== What to work on ==
Only some lines are wanted. Transcribe, exactly, the lines below from the line with "if max <= min" up to and including the line with "let mut m = dm.round() as i16;".

== The input ==

/*
 * SPDX-FileCopyrightText: 2025 UnionTech Software Technology Co., Ltd.
 *
 * SPDX-License-Identifier: GPL-2.0-or-later
 */
//! Linear analog encoding of sensor readings.
//!
//! A reading `y` is carried as a one-byte code `x` with
//! `y = (M * x + B * 10^bExp) * 10^rExp`. M and B are 10-bit signed,
//! the exponents 4-bit signed.

use crate::error::{IpmiError, IpmiResult};

const MAX_INT10: f64 = 0x1FF as f64;
const MIN_INT10: f64 = -0x200 as f64;
const MAX_INT4: i8 = 7;
const MIN_INT4: i8 = -8;

pub const DEFAULT_SENSOR_MAX: f64 = 127.0;
pub const DEFAULT_SENSOR_MIN: f64 = -128.0;

#[derive(Clone, Copy, Debug, PartialEq, Eq)]
pub struct LinearizationParams {
    pub m: i16,
    pub b: i16,
    pub r_exp: i8,
    pub b_exp: i8,
    pub signed: bool,
}

fn base_in_range(base: f64) -> bool {
    (MIN_INT10..=MAX_INT10).contains(&base)
}

/// Grow `base` to use as many of the 10 bits as possible, then shrink it
/// back into range, moving the decimal exponent along.
fn scale_float_exp(base: &mut f64, exp: &mut i8) -> bool {
    if *base == 0.0 {
        return true;
    }
    while base_in_range(*base) && *exp > MIN_INT4 {
        *base *= 10.0;
        *exp -= 1;
    }
    while !base_in_range(*base) && *exp < MAX_INT4 {
        *base /= 10.0;
        *exp += 1;
    }
    base_in_range(*base)
}

/// Strip trailing decimal zeros from `ibase` into the exponent.
fn normalize_int_exp(ibase: &mut i16, exp: &mut i8, dbase: &mut f64) {
    loop {
        if *ibase == 0 {
            *exp = 0;
            break;
        }
        if *ibase % 10 != 0 || *exp >= MAX_INT4 {
            break;
        }
        *ibase /= 10;
        *dbase /= 10.0;
        *exp += 1;
    }
}

/// Fit M, B and the exponents so that the 256 codes span `[min, max]`.
///
/// NaN bounds take the default signed-byte range; an empty or inverted
/// range falls back to `[-128, 127]` as a whole. Infinite bounds cannot be
/// fitted.
pub fn derive_params(min: f64, max: f64) -> IpmiResult<LinearizationParams> {
    if min.is_infinite() || max.is_infinite() {
        return Err(IpmiError::ResponseError(format!(
            "sensor range [{}, {}] is not finite",
            min, max
        )));
    }
    let mut min = if min.is_nan() { DEFAULT_SENSOR_MIN } else { min };
    let mut max = if max.is_nan() { DEFAULT_SENSOR_MAX } else { max };
    if max <= min {
        min = DEFAULT_SENSOR_MIN;
        max = DEFAULT_SENSOR_MAX;
    }

    let signed = min < 0.0;
    let lowest_x = if signed { -128.0 } else { 0.0 };

    let mut r_exp: i8 = 0;
    let mut b_exp: i8 = 0;

    let mut dm = (max - min) / 255.0;
    if !scale_float_exp(&mut dm, &mut r_exp) {
        return Err(IpmiError::ResponseError(format!(
            "multiplier {} exceeds scale (rExp {})",
            dm, r_exp
        )));
    }
    let mut m = dm.round() as i16;
    normalize_int_exp(&mut m, &mut r_exp, &mut dm);
    if m == 0 {
        return Err(IpmiError::ResponseError(
            "multiplier range below scale".to_string(),
        ));
    }

    let mut db = 10f64.powi(-(r_exp as i32) - b_exp as i32)
        * (min - dm * 10f64.powi(r_exp as i32) * lowest_x);
    if !scale_float_exp(&mut db, &mut b_exp) {
        return Err(IpmiError::ResponseError(format!(
            "offset {} (bExp {}) exceeds multiplier scale",
            db, b_exp
        )));
    }
    let mut b = db.round() as i16;
    normalize_int_exp(&mut b, &mut b_exp, &mut db);

    Ok(LinearizationParams {
        m,
        b,
        r_exp,
        b_exp,
        signed,
    })
}

impl LinearizationParams {
    /// Physical value to one-byte code, clamped to the code range.
    /// Callers handle NaN before getting here.
    pub fn encode(&self, value: f64) -> u8 {
        let m = self.m as f64;
        let b = self.b as f64;
        let x = 10f64.powi(-(self.r_exp as i32))
            * (value - b * 10f64.powi(self.r_exp as i32 + self.b_exp as i32))
            / m;
        let scaled = x.round() as i32;
        if self.signed {
            scaled.clamp(i8::MIN as i32, i8::MAX as i32) as i8 as u8
        } else {
            scaled.clamp(u8::MIN as i32, u8::MAX as i32) as u8
        }
    }

    pub fn decode(&self, raw: u8) -> f64 {
        let x = if self.signed {
            raw as i8 as f64
        } else {
            raw as f64
        };
        (self.m as f64 * x + self.b as f64 * 10f64.powi(self.b_exp as i32))
            * 10f64.powi(self.r_exp as i32)
    }

    /// Size of one code step in physical units.
    pub fn step(&self) -> f64 {
        (self.m as f64).abs() * 10f64.powi(self.r_exp as i32)
    }

    /// Analog fields of a full sensor record, in wire order: M lsb,
    /// M msb + tolerance, B lsb, B msb + accuracy, accuracy + direction,
    /// R/B exponents.
    pub fn sdr_bytes(&self) -> [u8; 6] {
        let (m_lsb, m_msb) = split_10bit(self.m);
        let (b_lsb, b_msb) = split_10bit(self.b);
        [
            m_lsb,
            m_msb,
            b_lsb,
            b_msb,
            0,
            pack_exponents(self.r_exp, self.b_exp),
        ]
    }
}

/// Split a 10-bit two's-complement value into its low byte and a byte
/// carrying bits 9:8 in positions 7:6. The lower six bits of the second
/// byte belong to the neighbouring tolerance/accuracy field and stay 0.
pub fn split_10bit(value: i16) -> (u8, u8) {
    let raw = (value as u16) & 0x3ff;
    ((raw & 0xff) as u8, ((raw >> 8) as u8) << 6)
}

/// R exponent in the high nibble, B exponent in the low nibble, both
/// 4-bit two's complement.
pub fn pack_exponents(r_exp: i8, b_exp: i8) -> u8 {
    (((r_exp as u8) & 0x0f) << 4) | ((b_exp as u8) & 0x0f)
}

#[cfg(test)]
mod tests {
    use super::*;

    fn assert_within_step(min: f64, max: f64) {
        let p = derive_params(min, max).unwrap();
        let step = p.step();
        for i in 0..=200 {
            let v = min + (max - min) * (i as f64) / 200.0;
            let back = p.decode(p.encode(v));
            assert!(
                (back - v).abs() <= step + 1e-9,
                "range [{}, {}]: {} decoded as {} (step {})",
                min,
                max,
                v,
                back,
                step
            );
        }
    }

    #[test]
    fn test_temperature_range() {
        let p = derive_params(-40.0, 125.0).unwrap();
        assert_eq!(
            p,
            LinearizationParams {
                m: 65,
                b: 428,
                r_exp: -2,
                b_exp: 1,
                signed: true
            }
        );
        assert_eq!(p.encode(-40.0), (-127i8) as u8);
        assert_eq!(p.encode(125.0), 126);
    }

    #[test]
    fn test_default_range_is_identity() {
        let p = derive_params(-128.0, 127.0).unwrap();
        assert_eq!((p.m, p.b, p.r_exp, p.b_exp, p.signed), (1, 0, 0, 0, true));
        assert_eq!(p.encode(-5.4), (-5i8) as u8);
        assert_eq!(p.decode(0xfb), -5.0);
    }

    #[test]
    fn test_unsigned_voltage_range() {
        let p = derive_params(0.0, 3.3).unwrap();
        assert!(!p.signed);
        assert_eq!((p.m, p.r_exp, p.b), (129, -4, 0));
        assert_eq!(p.encode(10.0), 255);
        assert_eq!(p.encode(-1.0), 0);
    }

    #[test]
    fn test_decode_within_one_step() {
        assert_within_step(-40.0, 125.0);
        assert_within_step(0.0, 3.3);
        assert_within_step(0.0, 16000.0);
        assert_within_step(-128.0, 127.0);
        assert_within_step(0.0, 255.0);
        assert_within_step(-12.5, 12.5);
    }

    #[test]
    fn test_degenerate_ranges_fall_back() {
        let default = derive_params(DEFAULT_SENSOR_MIN, DEFAULT_SENSOR_MAX).unwrap();
        assert_eq!(derive_params(5.0, 5.0).unwrap(), default);
        assert_eq!(derive_params(f64::NAN, f64::NAN).unwrap(), default);
        assert_eq!(derive_params(10.0, 1.0).unwrap(), default);
        assert!(derive_params(0.0, f64::INFINITY).is_err());
        assert!(derive_params(f64::NEG_INFINITY, 0.0).is_err());
    }

    #[test]
    fn test_split_10bit_bit_positions() {
        assert_eq!(split_10bit(65), (65, 0x00));
        assert_eq!(split_10bit(0x1ff), (0xff, 0x40));
        assert_eq!(split_10bit(-1), (0xff, 0xc0));
        assert_eq!(split_10bit(-512), (0x00, 0x80));
        assert_eq!(split_10bit(-3), (0xfd, 0xc0));
    }

    #[test]
    fn test_pack_exponents() {
        assert_eq!(pack_exponents(-2, 1), 0xe1);
        assert_eq!(pack_exponents(0, 0), 0x00);
        assert_eq!(pack_exponents(7, -8), 0x78);
        assert_eq!(pack_exponents(-8, -1), 0x8f);
    }

    #[test]
    fn test_sdr_bytes_layout() {
        let p = derive_params(-40.0, 125.0).unwrap();
        // B = 428 = 0x1ac
        assert_eq!(p.sdr_bytes(), [65, 0x00, 0xac, 0x40, 0x00, 0xe1]);
    }
}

== Result ==
    if max <= min {
        min = DEFAULT_SENSOR_MIN;
        max = DEFAULT_SENSOR_MAX;
    }

    let signed = min < 0.0;
    let lowest_x = if signed { -128.0 } else { 0.0 };

    let mut r_exp: i8 = 0;
    let mut b_exp: i8 = 0;

    let mut dm = (max - min) / 255.0;
    if !scale_float_exp(&mut dm, &mut r_exp) {
        return Err(IpmiError::ResponseError(format!(
            "multiplier {} exceeds scale (rExp {})",
            dm, r_exp
        )));
    }
    let mut m = dm.round() as i16;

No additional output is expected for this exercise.